The `swink-agent-local-llm` crate provides direct in-process inference via llama.cpp (Rust bindings: `llama-cpp-2`). This eliminates the need for an external server process. All models use GGUF format.

### When to use this

- You want a single self-contained binary with no external server dependency
- You need programmatic control over model loading, progress callbacks, and state transitions
- You are building an embedded or offline application

### Available backends

Enable GPU acceleration via Cargo feature flags on `swink-agent-local-llm`:

| Feature      | Backend        | Platform          |
|--------------|----------------|-------------------|
| _(none)_     | CPU-only       | All               |
| `metal`      | Apple Metal    | macOS (Apple Silicon) |
| `cuda`       | NVIDIA CUDA    | Linux, Windows    |
| `vulkan`     | Vulkan         | Linux, Windows    |

Gemma 4 E2B works on CPU (unlike the previous mistralrs-based implementation), but GPU acceleration is strongly recommended for usable performance:

```toml
[dependencies]
swink-agent-local-llm = { path = "../local-llm", features = ["gemma4", "metal"] }
```

### Usage

```rust
use swink_agent_local_llm::{LocalModel, LocalStreamFn, ModelPreset};

// Create a model from a preset (downloads ~5 GB on first run)
let model = LocalModel::from_preset(ModelPreset::Gemma4E2B);

// Optional: track download and loading progress
let model = model.with_progress(|event| {
    println!("{event:?}");
})?;

// Ensure the model is downloaded and loaded
model.ensure_ready().await?;

// Create a StreamFn for use with the agent loop
let stream_fn = LocalStreamFn::new(model);
```

Models are cached in `~/.cache/huggingface/hub/` and reused across runs.
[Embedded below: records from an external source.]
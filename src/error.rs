//! Error types for the RAG chatbot.

use std::path::PathBuf;
use thiserror::Error;

/// Result type alias using our custom error.
pub type Result<T> = std::result::Result<T, RagError>;

/// Errors that can occur anywhere in the retrieval pipeline.
#[derive(Error, Debug)]
pub enum RagError {
    /// Error reading or writing files.
    #[error("I/O error for path '{path}': {source}")]
    Io {
        path: PathBuf,
        #[source]
        source: std::io::Error,
    },

    /// Error during serialization/deserialization.
    #[error("Serialization error: {0}")]
    Serialization(String),

    /// The document path does not exist.
    #[error("Document not found at '{0}'")]
    DocumentNotFound(PathBuf),

    /// Text could not be extracted from the document.
    #[error("Failed to extract text from '{path}': {reason}")]
    Extraction { path: PathBuf, reason: String },

    /// Chunk length and overlap do not give a positive stride.
    #[error(
        "Invalid chunk configuration: size {size}, overlap {overlap} (overlap must be smaller than size)"
    )]
    InvalidChunkConfig { size: usize, overlap: usize },

    /// A cache file does not exist.
    #[error("Cache file not found at '{0}'")]
    CacheNotFound(PathBuf),

    /// The embedding cache is not aligned with the chunk list.
    #[error(
        "Embedding cache '{path}' holds {embeddings} vectors but the document has {chunks} chunks; delete the cache file to rebuild it"
    )]
    CacheMismatch {
        path: PathBuf,
        chunks: usize,
        embeddings: usize,
    },

    /// Configuration file or value error.
    #[error("Configuration error: {0}")]
    Config(String),

    /// Gemini API returned an error.
    #[error("LLM API error: {0}")]
    LlmApi(String),

    /// Gemini response could not be parsed.
    #[error("Failed to parse LLM response: {0}")]
    LlmParse(String),

    /// HTTP request error.
    #[error("HTTP request failed: {0}")]
    Http(String),
}

impl RagError {
    /// Create an I/O error with path context.
    pub fn io(path: impl Into<PathBuf>, source: std::io::Error) -> Self {
        Self::Io {
            path: path.into(),
            source,
        }
    }
}

impl From<reqwest::Error> for RagError {
    fn from(err: reqwest::Error) -> Self {
        RagError::Http(err.to_string())
    }
}

impl From<serde_json::Error> for RagError {
    fn from(err: serde_json::Error) -> Self {
        RagError::LlmParse(err.to_string())
    }
}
The `ModelState` lifecycle is: `Unloaded -> Downloading -> Loading -> Ready` (or `Failed`).

### Available presets

| Preset             | Model              | Size    | Context | Feature Gate |
|--------------------|--------------------|---------|---------|-------------|
| `SmolLM3_3B`      | SmolLM3-3B (GGUF)  | ~1.9 GB | 8K      | _(none)_    |
| `Gemma4E2B`       | Gemma 4 E2B        | ~5 GB   | 128K    | `gemma4`    |
| `Gemma4E4B`       | Gemma 4 E4B        | ~5.5 GB | 128K    | `gemma4`    |
| `Gemma4_26B`      | Gemma 4 26B MoE    | ~16 GB  | 256K    | `gemma4`    |
| `Gemma4_31B`      | Gemma 4 31B Dense  | ~20 GB  | 256K    | `gemma4`    |

### Build notes

On macOS with Metal, you may need Apple's Metal Toolchain installed:

```bash
xcodebuild -downloadComponent MetalToolchain
```

On Windows with CUDA, you must have the MSVC C++ compiler (`cl.exe`) in `PATH`. Build from a Visual Studio 2022 Developer Command Prompt.